Instructions to follow: Quote every line of the material beneath this one.

Given data:
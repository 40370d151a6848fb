// ===============================
// src/main.rs
// ===============================
/*
 # watch the engine from another terminal
curl -s localhost:9898/metrics | egrep '^poll_ticks_total|^tracked_addresses'

# change-event activity per kind
curl -s localhost:9898/metrics | grep '^change_events_total'
curl -s localhost:9898/metrics | grep '^pnl_realized'

*/
/*
=============================================================================
Project : perp_watch_rust — on-chain perp position tracker & P&L engine
Version : 0.4.0
License : MIT (see LICENSE)

Summary : Polls position snapshots for a watchlist of addresses (mock or
          Hyperliquid info API), diffs consecutive snapshots into discrete
          change events, folds them into realized/unrealized P&L with
          win-rate/drawdown/profit-factor analytics, rate-gates and emits
          change notifications, exposes Prometheus metrics, and records
          JSONL events.
=============================================================================
*/
mod domain;
mod config;
mod metrics;
mod recorder;
mod fetch;
mod source;          // mock + Hyperliquid info adapters
mod diff;
mod pnl;
mod ledger;
mod rate_gate;
mod store;
mod notify;
mod poller;

use std::sync::Arc;

use tokio::sync::mpsc;
use tokio::time::Duration;
use tracing::info;

use crate::domain::Event;
use crate::fetch::ResilientClient;
use crate::notify::ChangeNotification;
use crate::poller::Poller;
use crate::rate_gate::RateGate;
use crate::source::{InfoClient, MockSource, Source};

#[tokio::main]
async fn main() {
    // ---- Logging ----
    tracing_subscriber::fmt().with_env_filter("info").init();

    // ---- Load config ----
    let (args, tuning, limits) = config::load();

    // ---- Metrics ----
    metrics::init();
    tokio::spawn(metrics::serve_metrics(args.metrics_port));

    let source_mode_str = match args.source_mode {
        config::SourceMode::Mock => "mock",
        config::SourceMode::Hyperliquid => "hyperliquid",
    };
    info!(
        source_mode = %source_mode_str,
        info_url = %args.info_url,
        poll_interval_secs = args.poll_interval_secs,
        watchlist = %args.watchlist_file,
        state_file = %args.state_file,
        cache_ttl_ms = tuning.cache_ttl_ms,
        fetch_concurrency = tuning.max_inflight,
        "startup config"
    );

    if let Err(e) = url::Url::parse(&args.info_url) {
        tracing::error!(?e, url = %args.info_url, "bad info url");
        return;
    }

    // ---- Fetch client + snapshot source ----
    let fetcher = Arc::new(ResilientClient::new(tuning));
    let source = match args.source_mode {
        config::SourceMode::Mock => Source::Mock(MockSource::new()),
        config::SourceMode::Hyperliquid => {
            Source::Hyperliquid(InfoClient::new(fetcher.clone(), args.info_url.clone()))
        }
    };

    // ---- Recorder (optional) ----
    let (rec_tx, rec_rx) = mpsc::channel::<Event>(8192);
    let rec_tx = if let Some(path) = args.record_file.clone() {
        tokio::spawn(recorder::run(rec_rx, path));
        let _ = rec_tx.try_send(Event::Note(format!("started, source={source_mode_str}")));
        Some(rec_tx)
    } else {
        None
    };

    // ---- Notification sink ----
    let (notify_tx, notify_rx) = mpsc::channel::<ChangeNotification>(4096);
    tokio::spawn(notify::run(notify_rx));

    // ---- Poller ----
    let gate = RateGate::new(limits);
    let mut poller = Poller::new(args, source, fetcher, gate, notify_tx, rec_tx);
    poller.restore().await;
    tokio::spawn(poller.run());

    // ---- Heartbeat ----
    loop {
        tokio::time::sleep(Duration::from_secs(60)).await;
        info!(ticks = metrics::POLL_TICKS.get(), "heartbeat");
    }
}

Reply:
repository 40370d151a6848fb
// ===============================
// src/main.rs
// ===============================
/*
 # watch the engine from another terminal
curl -s localhost:9898/metrics | egrep '^poll_ticks_total|^tracked_addresses'

# change-event activity per kind
curl -s localhost:9898/metrics | grep '^change_events_total'
curl -s localhost:9898/metrics | grep '^pnl_realized'

*/
/*
=============================================================================
Project : perp_watch_rust — on-chain perp position tracker & P&L engine
Version : 0.4.0
License : MIT (see LICENSE)

Summary : Polls position snapshots for a watchlist of addresses (mock or
          Hyperliquid info API), diffs consecutive snapshots into discrete
          change events, folds them into realized/unrealized P&L with
          win-rate/drawdown/profit-factor analytics, rate-gates and emits
          change notifications, exposes Prometheus metrics, and records
          JSONL events.
=============================================================================
*/
mod domain;
mod config;
mod metrics;
mod recorder;
mod fetch;
mod source;          // mock + Hyperliquid info adapters
mod diff;
mod pnl;
mod ledger;
mod rate_gate;
mod store;
mod notify;
mod poller;

use std::sync::Arc;

use tokio::sync::mpsc;
use tokio::time::Duration;
use tracing::info;

use crate::domain::Event;
use crate::fetch::ResilientClient;
use crate::notify::ChangeNotification;
use crate::poller::Poller;
use crate::rate_gate::RateGate;
use crate::source::{InfoClient, MockSource, Source};

#[tokio::main]
async fn main() {
    // ---- Logging ----
    tracing_subscriber::fmt().with_env_filter("info").init();

    // ---- Load config ----
    let (args, tuning, limits) = config::load();

    // ---- Metrics ----
    metrics::init();
    tokio::spawn(metrics::serve_metrics(args.metrics_port));

    let source_mode_str = match args.source_mode {
        config::SourceMode::Mock => "mock",
        config::SourceMode::Hyperliquid => "hyperliquid",
    };
    info!(
        source_mode = %source_mode_str,
        info_url = %args.info_url,
        poll_interval_secs = args.poll_interval_secs,
        watchlist = %args.watchlist_file,
        state_file = %args.state_file,
        cache_ttl_ms = tuning.cache_ttl_ms,
        fetch_concurrency = tuning.max_inflight,
        "startup config"
    );

    if let Err(e) = url::Url::parse(&args.info_url) {
        tracing::error!(?e, url = %args.info_url, "bad info url");
        return;
    }

    // ---- Fetch client + snapshot source ----
    let fetcher = Arc::new(ResilientClient::new(tuning));
    let source = match args.source_mode {
        config::SourceMode::Mock => Source::Mock(MockSource::new()),
        config::SourceMode::Hyperliquid => {
            Source::Hyperliquid(InfoClient::new(fetcher.clone(), args.info_url.clone()))
        }
    };

    // ---- Recorder (optional) ----
    let (rec_tx, rec_rx) = mpsc::channel::<Event>(8192);
    let rec_tx = if let Some(path) = args.record_file.clone() {
        tokio::spawn(recorder::run(rec_rx, path));
        let _ = rec_tx.try_send(Event::Note(format!("started, source={source_mode_str}")));
        Some(rec_tx)
    } else {
        None
    };

    // ---- Notification sink ----
    let (notify_tx, notify_rx) = mpsc::channel::<ChangeNotification>(4096);
    tokio::spawn(notify::run(notify_rx));

    // ---- Poller ----
    let gate = RateGate::new(limits);
    let mut poller = Poller::new(args, source, fetcher, gate, notify_tx, rec_tx);
    poller.restore().await;
    tokio::spawn(poller.run());

    // ---- Heartbeat ----
    loop {
        tokio::time::sleep(Duration::from_secs(60)).await;
        info!(ticks = metrics::POLL_TICKS.get(), "heartbeat");
    }
}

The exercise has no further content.